Glass the super ecological material: how to recycle endlessly

Question: What can be achieved with 1 kg of glass waste? 

Answer: 1 Kg of new recycled glass. 

Absolutely true. Unlike other materials, glass can be recycled endlessly, as the waste material that is produced by its processing is practically equal to 0.

This feature makes glass a noble, clean waste, the treatment of which helps to save 1 ton of CO2 per 6 tons of recovered material. 

 In this article we will find out more about how glass recycling works and how we can use it properly to help the environment.


The steps of glass recycling


Second at European level only to Germany, Italy recycles every year 1.5 million tons of glass, with significant advantages both from an economic and environmental point of view.


Since the 1990s, more than 189 million tonnes of raw material have been saved, as well as 138 million tonnes of waste that has not ended up in landfill. 

Moreover, the production of recycled material produced in Km0 has reduced the costs of the material produced and then transported. Saving about a third of the energy it would take to produce it.

A virtuous circle where everyone wins, but in order to function it needs to be supported by optimal management, from collection to transport in recycling centers.

Once arrived here the glass waste is ready to be processed, through several stages, to be reused in new form.

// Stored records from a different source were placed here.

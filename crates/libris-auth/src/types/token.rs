//! Access and refresh token records.
//!
//! Token values are never stored. Records are keyed by the SHA-256 hash of
//! the value handed to the client, the same way a password is stored.
//!
//! Revocation is monotonic: `revoked_at` goes from `None` to `Some` once and
//! never back.

use base64::Engine;
use base64::engine::general_purpose::URL_SAFE_NO_PAD;
use serde::{Deserialize, Serialize};
use sha2::{Digest, Sha256};
use time::OffsetDateTime;
use uuid::Uuid;

use crate::types::Scope;

/// Hashes a token value for storage and lookup.
#[must_use]
pub fn hash_token(token: &str) -> String {
    let mut hasher = Sha256::new();
    hasher.update(token.as_bytes());
    hex::encode(hasher.finalize())
}

/// Persisted access token.
#[derive(Debug, Clone, PartialEq, Serialize, Deserialize)]
pub struct AccessToken {
    /// Token identifier, also the `jti` claim.
    pub id: Uuid,

    /// SHA-256 hash of the token value.
    pub token_hash: String,

    /// Client the token was issued to.
    pub client_id: String,

    /// Resource owner, `None` for client credentials.
    #[serde(skip_serializing_if = "Option::is_none")]
    pub subject: Option<String>,

    /// Granted scopes.
    pub scope: Scope,

    /// Refresh-token family the token was minted from.
    #[serde(skip_serializing_if = "Option::is_none")]
    pub family_id: Option<Uuid>,

    /// When the token was issued.
    #[serde(with = "time::serde::rfc3339")]
    pub issued_at: OffsetDateTime,

    /// When the token expires.
    #[serde(with = "time::serde::rfc3339")]
    pub expires_at: OffsetDateTime,

    /// When the token was revoked.
    #[serde(
        default,
        skip_serializing_if = "Option::is_none",
        with = "time::serde::rfc3339::option"
    )]
    pub revoked_at: Option<OffsetDateTime>,
}

impl AccessToken {
    /// Returns `true` if the token is unrevoked and unexpired at `now`.
    #[must_use]
    pub fn is_active(&self, now: OffsetDateTime) -> bool {
        self.revoked_at.is_none() && now < self.expires_at
    }
}

/// Persisted refresh token.
#[derive(Debug, Clone, PartialEq, Serialize, Deserialize)]
pub struct RefreshToken {
    /// Record identifier.
    pub id: Uuid,

    /// SHA-256 hash of the token value.
    pub token_hash: String,

    /// Family this token belongs to. A family is revoked as a unit.
    pub family_id: Uuid,

    /// Client the token was issued to.
    pub client_id: String,

    /// Resource owner who authorized the original grant.
    #[serde(skip_serializing_if = "Option::is_none")]
    pub subject: Option<String>,

    /// Scopes of the original grant.
    pub scope: Scope,

    /// When the token was issued.
    #[serde(with = "time::serde::rfc3339")]
    pub issued_at: OffsetDateTime,

    /// When the token expires.
    #[serde(with = "time::serde::rfc3339")]
    pub expires_at: OffsetDateTime,

    /// When the token was revoked or rotated away.
    #[serde(
        default,
        skip_serializing_if = "Option::is_none",
        with = "time::serde::rfc3339::option"
    )]
    pub revoked_at: Option<OffsetDateTime>,
}

impl RefreshToken {
    /// Generates a new refresh token value.
    #[must_use]
    pub fn generate_token() -> String {
        let mut bytes = [0u8; 32];
        rand::Rng::fill(&mut rand::thread_rng(), &mut bytes);
        URL_SAFE_NO_PAD.encode(bytes)
    }

    /// Returns `true` once `now` is past the expiry.
    #[must_use]
    pub fn is_expired(&self, now: OffsetDateTime) -> bool {
        now >= self.expires_at
    }

    /// Returns `true` if the token has been revoked.
    #[must_use]
    pub fn is_revoked(&self) -> bool {
        self.revoked_at.is_some()
    }

    /// Returns `true` if the token is unrevoked and unexpired at `now`.
    #[must_use]
    pub fn is_active(&self, now: OffsetDateTime) -> bool {
        !self.is_revoked() && !self.is_expired(now)
    }
}

/// The records written together when tokens are issued.
#[derive(Debug, Clone, PartialEq)]
pub struct GrantRecords {
    /// The new access token.
    pub access_token: AccessToken,
    /// The new refresh token, if one is issued.
    pub refresh_token: Option<RefreshToken>,
}

/// A stored token of either kind.
#[derive(Debug, Clone, PartialEq)]
pub enum TokenRecord {
    /// An access token.
    Access(AccessToken),
    /// A refresh token.
    Refresh(RefreshToken),
}

impl TokenRecord {
    /// Returns `true` if the token is unrevoked and unexpired at `now`.
    #[must_use]
    pub fn is_active(&self, now: OffsetDateTime) -> bool {
        match self {
            Self::Access(t) => t.is_active(now),
            Self::Refresh(t) => t.is_active(now),
        }
    }

    /// Client the token was issued to.
    #[must_use]
    pub fn client_id(&self) -> &str {
        match self {
            Self::Access(t) => &t.client_id,
            Self::Refresh(t) => &t.client_id,
        }
    }

    /// Family of the token, if it has one.
    #[must_use]
    pub fn family_id(&self) -> Option<Uuid> {
        match self {
            Self::Access(t) => t.family_id,
            Self::Refresh(t) => Some(t.family_id),
        }
    }

    /// Storage hash of the token.
    #[must_use]
    pub fn token_hash(&self) -> &str {
        match self {
            Self::Access(t) => &t.token_hash,
            Self::Refresh(t) => &t.token_hash,
        }
    }
}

Glass recycling: the separation phase


The separation phase of the glass is fundamental for its recovery, it begins before the waste arrives at the recycling center, in the homes of the citizens.

Separate collection is the first and fundamental step that makes all forms of recycling possible.

In Italy we are at a good point with this phase, although it would be implementable if we began to divide the glasses by colors and types.

This phase at the moment is carried out within the centers... but let’s go to order:

 Once in the center the glass is poured on vibrating conveyor belts that sift the fragments and separate them from foreign bodies such as plastic or ceramic. These will also be removed manually. 

It is at this point that the remaining glass is divided by color: transparent, green and brown.

The motivation is chemical: the different pigmentations are caused by different chemical elements present in the glass itself, which need different processes to be melted properly.

 Obviously the color of the starting glass will be the same even once it is recycled.

Glass recycling: the grinding phase


The grinding phase is used to make the glass become a kind of sand of micro fragmented pieces. 

Already when the glass waste is thrown into the bins, the first phase of fragmentation begins, when the bottles are broken. The pieces that arrive at the disposal centre are further fragmented.

The shredding phase continues until there are dust-like glass grains left.

This form has two main advantages:

 It facilitates the melting phase, as smaller parts need less time to melt, allowing for energy savings.

It can also be used to produce glass wool, an environmentally friendly insulator widely used in construction


Glass recycling: the melting phase


The powder obtained is brought to very high temperatures (between 1300 and 1500 degrees), where it melts and is poured into moulds, where it will be made to rest.

Once this process is finished, the bottles will be ready to be placed on the market again.

According to the National Packaging Consortium (CONAI), 75% of bottles in circulation are made of recycled glass.

Recycling glass in the correct way


At the moment, unfortunately, it is not possible to recycle all the glass: essentially it is limited to bottles, jars and little else. 

Recyclable glass can be distinguished by three symbols printed on the surface:

GL 70: Clear glass (preserved)

GL 71: Green glass (wine bottles)

GL 72: Brown glass (beer bottles)

Other crystals, such as glasses, windows or champagne glasses, are not recoverable. Inside there are chemical elements that make recycling complicated, such as lead in the case of crystal glasses.

Unlike what you think you don’t need to thoroughly clean each bottle or glass jar before you throw it away. A coarse cleaning will suffice, because once they arrive at the recycling center they will be industrially washed again before being treated.

 Advantages of recycling the glass


Recycling glass has, as you will have understood by now, huge advantages.

In a 2018 report, Assovetro estimated that, in 2014 alone, recycling has saved about 3 million tons of that material to produce it from 0, that is: carbonate sand and soda. 

In the same report it is also exposed as maintaining the current trends you can get to have 85% of the glass waste in circulation recycled by 2030.


These figures, together with the economic and environmental benefits mentioned above, represent the great importance and opportunity of glass recycling.

However, no solution has yet been found to the energy expenditure needed for recovery, a problem that unfortunately affects all recycling methods.